To determine the functional activity of neutrophils emigrating to the sites of ongoing human allergic inflammatory reactions, we assessed the intensity of their intracellular oxidative metabolism by measuring the intracellular oxidation by H2O2 of the
dye,
2',7'-dichlorofluorescein diacetate (
DCFH-DA), to fluorescent
2',7'-dichlorofluorescein. The intensity of intracellular fluorescence was measured by flow cytometry. In 13 atopic subjects, two denuded skin
blister bases were challenged for 5 hours with pollen
antigen and two
blister bases with
buffer. Both the level of
histamine and mean number of cells recovered at
antigen sites were greater than at
buffer sites. Oxidation of
DCFH-DA by neutrophils recovered from both
antigen and
buffer sites was significantly greater than that of autologous peripheral blood neutrophils (PBNs), reflecting an increase in the spontaneous generation H2O2 of cells recovered from the sites of
inflammation.
DCFH-DA oxidation by cells recovered from sites of
antigen incubation was significantly greater than cells from
buffer site incubations.

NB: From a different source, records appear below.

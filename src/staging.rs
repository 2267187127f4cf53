//! On-disk job directory staging.
//!
//! The stager owns the job directory for the duration of a submission call.
//! The four write groups (subdirectories, per-role scripts, job-config JSON,
//! framework-description JSON) touch disjoint paths and run concurrently; a
//! failure in any group fails the whole staging step.

use std::path::{Path, PathBuf};

use crate::config::StagingConfig;
use crate::descriptor::FrameworkDescription;
use crate::error::{Error, Result};
use crate::scripts::ScriptContext;
use crate::spec::JobSpec;

pub const YARN_SCRIPT_DIR: &str = "YarnContainerScripts";
pub const DOCKER_SCRIPT_DIR: &str = "DockerContainerScripts";

#[derive(Debug, Clone)]
pub struct ArtifactStager {
    config: StagingConfig,
}

impl ArtifactStager {
    pub fn new(config: StagingConfig) -> Self {
        Self { config }
    }

    /// Local staging directory for one job, namespaced by username.
    pub fn job_dir(&self, username: &str, job_name: &str) -> PathBuf {
        self.config.root.join(username).join(job_name)
    }

    /// Write the complete staged artifact tree for a submission and return
    /// the job directory. Nothing is uploaded here.
    pub async fn stage(
        &self,
        spec: &JobSpec,
        username: &str,
        default_fs_uri: &str,
        output_dir: &str,
        description: &FrameworkDescription,
    ) -> Result<PathBuf> {
        let job_dir = self.job_dir(username, &spec.job_name);
        create_dir_all(&job_dir).await?;

        let job_config_path = job_dir.join(&self.config.job_config_filename);
        let description_path = job_dir.join(&self.config.framework_description_filename);

        tokio::try_join!(
            self.ensure_subdirs(&job_dir),
            self.write_scripts(spec, username, default_fs_uri, output_dir, &job_dir),
            write_json(&job_config_path, spec),
            write_json(&description_path, description),
        )?;

        Ok(job_dir)
    }

    async fn ensure_subdirs(&self, job_dir: &Path) -> Result<()> {
        create_dir_all(&job_dir.join("tmp")).await?;
        create_dir_all(&job_dir.join("finished")).await?;
        Ok(())
    }

    /// One YARN script and one Docker script per task role, addressed by the
    /// role's array index.
    async fn write_scripts(
        &self,
        spec: &JobSpec,
        username: &str,
        default_fs_uri: &str,
        output_dir: &str,
        job_dir: &Path,
    ) -> Result<()> {
        let yarn_dir = job_dir.join(YARN_SCRIPT_DIR);
        let docker_dir = job_dir.join(DOCKER_SCRIPT_DIR);
        create_dir_all(&yarn_dir).await?;
        create_dir_all(&docker_dir).await?;

        for role_index in 0..spec.task_roles.len() {
            let context = ScriptContext {
                spec,
                role_index,
                username,
                default_fs_uri,
                output_dir,
            };
            let filename = format!("{role_index}.sh");
            write_file(&yarn_dir.join(&filename), &context.yarn_container_script()?).await?;
            write_file(
                &docker_dir.join(&filename),
                &context.docker_container_script()?,
            )
            .await?;
        }
        Ok(())
    }
}

async fn create_dir_all(path: &Path) -> Result<()> {
    tokio::fs::create_dir_all(path)
        .await
        .map_err(|source| Error::StagingFailure {
            path: path.display().to_string(),
            source,
        })
}

async fn write_file(path: &Path, contents: &str) -> Result<()> {
    tokio::fs::write(path, contents)
        .await
        .map_err(|source| Error::StagingFailure {
            path: path.display().to_string(),
            source,
        })
}

async fn write_json<T: serde::Serialize>(path: &Path, value: &T) -> Result<()> {
    let body = serde_json::to_string_pretty(value).map_err(|e| Error::StagingFailure {
        path: path.display().to_string(),
        source: std::io::Error::new(std::io::ErrorKind::InvalidData, e),
    })?;
    write_file(path, &body).await
}
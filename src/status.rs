use chrono::{DateTime, Utc};
use serde::{Deserialize, Serialize};

use crate::launcher::{FrameworkInfo, FrameworkStatus, RawTaskStatus, RetryPolicyState};

/// Public job lifecycle state. Clients see this four-value surface (plus the
/// not-found stub) regardless of how many native states the scheduler has.
#[derive(Debug, Clone, Copy, PartialEq, Eq, Serialize, Deserialize)]
#[serde(rename_all = "SCREAMING_SNAKE_CASE")]
pub enum JobState {
    Waiting,
    Running,
    Succeeded,
    Failed,
    JobNotFound,
}

impl std::fmt::Display for JobState {
    fn fmt(&self, f: &mut std::fmt::Formatter<'_>) -> std::fmt::Result {
        match self {
            JobState::Waiting => write!(f, "WAITING"),
            JobState::Running => write!(f, "RUNNING"),
            JobState::Succeeded => write!(f, "SUCCEEDED"),
            JobState::Failed => write!(f, "FAILED"),
            JobState::JobNotFound => write!(f, "JOB_NOT_FOUND"),
        }
    }
}

/// Map a native framework/application state pair to the public job state.
///
/// First match wins. A pair outside the table returns `None` and the caller
/// keeps whatever state it already had. `APPLICATION_COMPLETED` is still
/// reported as RUNNING: the application has finished but the framework has
/// not, and the user-visible job is not done yet.
pub fn convert_job_state(framework_state: &str, exit_type: Option<&str>) -> Option<JobState> {
    match framework_state {
        "FRAMEWORK_WAITING" | "APPLICATION_CREATED" | "APPLICATION_LAUNCHED"
        | "APPLICATION_WAITING" => Some(JobState::Waiting),
        "APPLICATION_RUNNING" | "APPLICATION_RETRIEVING_DIAGNOSTICS" | "APPLICATION_COMPLETED" => {
            Some(JobState::Running)
        }
        "FRAMEWORK_COMPLETED" => {
            if exit_type == Some("SUCCEEDED") {
                Some(JobState::Succeeded)
            } else {
                Some(JobState::Failed)
            }
        }
        _ => None,
    }
}

/// Sum of the four independent native retry counters.
pub fn total_retries(state: &RetryPolicyState) -> u64 {
    u64::from(state.transient_normal_retried_count)
        + u64::from(state.transient_conflict_retried_count)
        + u64::from(state.non_transient_retried_count)
        + u64::from(state.un_known_retried_count)
}

/// Read-side projection of one job.
#[derive(Debug, Clone, Serialize)]
#[serde(rename_all = "camelCase")]
pub struct JobStatus {
    pub name: String,
    #[serde(skip_serializing_if = "Option::is_none")]
    pub username: Option<String>,
    pub state: JobState,
    #[serde(skip_serializing_if = "Option::is_none")]
    pub sub_state: Option<String>,
    pub retries: u64,
    #[serde(skip_serializing_if = "Option::is_none")]
    pub created_time: Option<DateTime<Utc>>,
    #[serde(skip_serializing_if = "Option::is_none")]
    pub completed_time: Option<DateTime<Utc>>,
    #[serde(skip_serializing_if = "Option::is_none")]
    pub app_id: Option<String>,
    #[serde(skip_serializing_if = "Option::is_none")]
    pub app_progress: Option<f64>,
    #[serde(skip_serializing_if = "Option::is_none")]
    pub app_tracking_url: Option<String>,
    #[serde(skip_serializing_if = "Option::is_none")]
    pub app_exit_code: Option<i32>,
    #[serde(skip_serializing_if = "Option::is_none")]
    pub app_exit_type: Option<String>,
    #[serde(skip_serializing_if = "Option::is_none")]
    pub app_exit_diagnostics: Option<String>,
}

impl JobStatus {
    /// Stub returned alongside the not-found error so status queries never
    /// hard-fail on a missing job.
    pub fn not_found(name: &str) -> Self {
        Self {
            name: name.to_string(),
            username: None,
            state: JobState::JobNotFound,
            sub_state: None,
            retries: 0,
            created_time: None,
            completed_time: None,
            app_id: None,
            app_progress: None,
            app_tracking_url: None,
            app_exit_code: None,
            app_exit_type: None,
            app_exit_diagnostics: None,
        }
    }

    /// Project a framework status document onto the public status model.
    /// Starts from WAITING; a native state outside the mapping table leaves
    /// that default untouched.
    pub fn from_framework(name: &str, info: &FrameworkInfo) -> Self {
        let mut status = Self {
            name: name.to_string(),
            username: None,
            state: JobState::Waiting,
            sub_state: None,
            retries: 0,
            created_time: None,
            completed_time: None,
            app_id: None,
            app_progress: None,
            app_tracking_url: None,
            app_exit_code: None,
            app_exit_type: None,
            app_exit_diagnostics: None,
        };

        let framework_status = info
            .aggregated_framework_status
            .as_ref()
            .and_then(|agg| agg.framework_status.as_ref());
        if let Some(fs) = framework_status {
            status.apply(fs);
        }
        status
    }

    fn apply(&mut self, fs: &FrameworkStatus) {
        if let Some(state) = fs.framework_state.as_deref() {
            self.sub_state = Some(state.to_string());
            if let Some(mapped) = convert_job_state(state, fs.application_exit_type.as_deref()) {
                self.state = mapped;
            }
        }
        if let Some(retry_state) = &fs.framework_retry_policy_state {
            self.retries = total_retries(retry_state);
        }
        self.created_time = fs
            .first_request_timestamp
            .and_then(DateTime::<Utc>::from_timestamp_millis);
        self.completed_time = fs
            .framework_completed_timestamp
            .and_then(DateTime::<Utc>::from_timestamp_millis);
        self.app_id = fs.application_id.clone();
        self.app_progress = fs.application_progress;
        self.app_tracking_url = fs.application_tracking_url.clone();
        self.app_exit_code = fs.application_exit_code;
        self.app_exit_type = fs.application_exit_type.clone();
        self.app_exit_diagnostics = fs.application_exit_diagnostics.clone();
    }
}

/// Per-container status within a task role. Populated only while the
/// framework has live task data.
#[derive(Debug, Clone, Serialize)]
#[serde(rename_all = "camelCase")]
pub struct TaskStatus {
    pub task_index: u32,
    #[serde(skip_serializing_if = "Option::is_none")]
    pub container_id: Option<String>,
    #[serde(skip_serializing_if = "Option::is_none")]
    pub container_ip: Option<String>,
    #[serde(skip_serializing_if = "Option::is_none")]
    pub container_gpus: Option<i64>,
    #[serde(skip_serializing_if = "Option::is_none")]
    pub container_log_address: Option<String>,
}

impl From<&RawTaskStatus> for TaskStatus {
    fn from(raw: &RawTaskStatus) -> Self {
        Self {
            task_index: raw.task_index,
            container_id: raw.container_id.clone(),
            container_ip: raw.container_ip.clone(),
            container_gpus: raw.container_gpus,
            container_log_address: raw.container_log_http_address.clone(),
        }
    }
}

#[derive(Debug, Clone, Serialize)]
#[serde(rename_all = "camelCase")]
pub struct TaskRoleStatus {
    pub name: String,
    pub task_statuses: Vec<TaskStatus>,
}

/// Assemble per-role task status from the framework document. Roles are
/// returned sorted by name so the output is stable across polls.
pub fn task_role_statuses(info: &FrameworkInfo) -> Vec<TaskRoleStatus> {
    let Some(aggregated) = &info.aggregated_task_role_statuses else {
        return Vec::new();
    };
    let mut roles: Vec<TaskRoleStatus> = aggregated
        .iter()
        .map(|(name, role)| TaskRoleStatus {
            name: name.clone(),
            task_statuses: role
                .task_statuses
                .as_ref()
                .map(|ts| ts.task_status_array.iter().map(TaskStatus::from).collect())
                .unwrap_or_default(),
        })
        .collect();
    roles.sort_by(|a, b| a.name.cmp(&b.name));
    roles
}

/// Full read-side answer for one job: status plus per-role task detail.
#[derive(Debug, Clone, Serialize)]
#[serde(rename_all = "camelCase")]
pub struct JobDetail {
    pub status: JobStatus,
    pub task_roles: Vec<TaskRoleStatus>,
}

impl JobDetail {
    pub fn not_found(name: &str) -> Self {
        Self {
            status: JobStatus::not_found(name),
            task_roles: Vec::new(),
        }
    }
}

/// One row of a job listing.
#[derive(Debug, Clone, Serialize)]
#[serde(rename_all = "camelCase")]
pub struct JobOverview {
    pub name: String,
    pub state: JobState,
    #[serde(skip_serializing_if = "Option::is_none")]
    pub sub_state: Option<String>,
    pub retries: u64,
    #[serde(skip_serializing_if = "Option::is_none")]
    pub created_time: Option<DateTime<Utc>>,
    #[serde(skip_serializing_if = "Option::is_none")]
    pub completed_time: Option<DateTime<Utc>>,
    #[serde(skip_serializing_if = "Option::is_none")]
    pub app_exit_code: Option<i32>,
}

impl From<JobStatus> for JobOverview {
    fn from(status: JobStatus) -> Self {
        Self {
            name: status.name,
            state: status.state,
            sub_state: status.sub_state,
            retries: status.retries,
            created_time: status.created_time,
            completed_time: status.completed_time,
            app_exit_code: status.app_exit_code,
        }
    }
}

/// A job whose status fetch failed during a listing. Siblings are unaffected.
#[derive(Debug, Clone, Serialize)]
#[serde(rename_all = "camelCase")]
pub struct ListFailure {
    pub name: String,
    pub reason: String,
}

/// Partial-failure-tolerant listing result.
#[derive(Debug, Clone, Serialize)]
#[serde(rename_all = "camelCase")]
pub struct JobListing {
    pub jobs: Vec<JobOverview>,
    pub failed: Vec<ListFailure>,
}
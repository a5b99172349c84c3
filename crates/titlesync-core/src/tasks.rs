//! Named deferred operations (settle delays, follow-up rechecks).
//!
//! The engine never fires bare timers. Deferred work is recorded here as a
//! named, cancellable task with a due time; the host pumps the queue (or a
//! test advances a [`crate::clock::ManualClock`] and drains it directly).
//! Scheduling the same kind for the same path replaces the earlier task, so a
//! path never accumulates more than one pending recheck.

use std::sync::Mutex;
use std::sync::PoisonError;

/// What a deferred task should do when it comes due
#[derive(Debug, Clone, Copy, PartialEq, Eq, Hash)]
pub enum TaskKind {
    /// Let the host's cache settle before a dependent read
    SettleDelay,
    /// Re-run the pipeline once for a document that changed mid-operation
    AliasRecheck,
}

/// A scheduled deferred operation
#[derive(Debug, Clone, PartialEq, Eq)]
pub struct Task {
    pub kind: TaskKind,
    pub path: String,
    pub due_ms: u64,
}

/// Queue of pending deferred operations
#[derive(Debug, Default)]
pub struct TaskQueue {
    tasks: Mutex<Vec<Task>>,
}

impl TaskQueue {
    pub fn new() -> Self {
        TaskQueue::default()
    }

    /// Schedule a task, replacing any existing task of the same kind for the
    /// same path (at most one follow-up per path).
    pub fn schedule(&self, kind: TaskKind, path: &str, due_ms: u64) {
        let mut tasks = self.lock();
        tasks.retain(|t| !(t.kind == kind && t.path == path));
        tasks.push(Task {
            kind,
            path: path.to_string(),
            due_ms,
        });
    }

    /// Cancel all tasks of a kind for a path
    pub fn cancel(&self, kind: TaskKind, path: &str) {
        self.lock().retain(|t| !(t.kind == kind && t.path == path));
    }

    /// Rekey tasks after a rename so pending work follows the document
    pub fn rekey(&self, old_path: &str, new_path: &str) {
        for task in self.lock().iter_mut() {
            if task.path == old_path {
                task.path = new_path.to_string();
            }
        }
    }

    /// Remove and return every task due at or before `now_ms`
    pub fn take_due(&self, now_ms: u64) -> Vec<Task> {
        let mut tasks = self.lock();
        let (due, pending): (Vec<Task>, Vec<Task>) =
            tasks.drain(..).partition(|t| t.due_ms <= now_ms);
        *tasks = pending;
        due
    }

    /// Earliest due time among pending tasks, if any
    pub fn next_due(&self) -> Option<u64> {
        self.lock().iter().map(|t| t.due_ms).min()
    }

    pub fn is_empty(&self) -> bool {
        self.lock().is_empty()
    }

    fn lock(&self) -> std::sync::MutexGuard<'_, Vec<Task>> {
        self.tasks.lock().unwrap_or_else(PoisonError::into_inner)
    }
}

Neutrophils from both
antigen and
buffer sites could be stimulated further in vitro by
phorbol myristate acetate to the same level of H2O2 generation as
phorbol myristate acetate-stimulated PBNs. In five subjects studied, the noncellular component of chamber fluids collected at 1 and 5 hours stimulated PBNs to increase their oxidative metabolism by 42% to 62%; however, this increased level of intracellular H2O2 was still much less than the spontaneous H2O2 generation observed in cells recovered from sites of allergic
inflammation. The increased oxidative metabolism of neutrophils in human allergic and inflammatory skin reactions has important pathophysiologic implications for the role of these cells in inflammatory responses.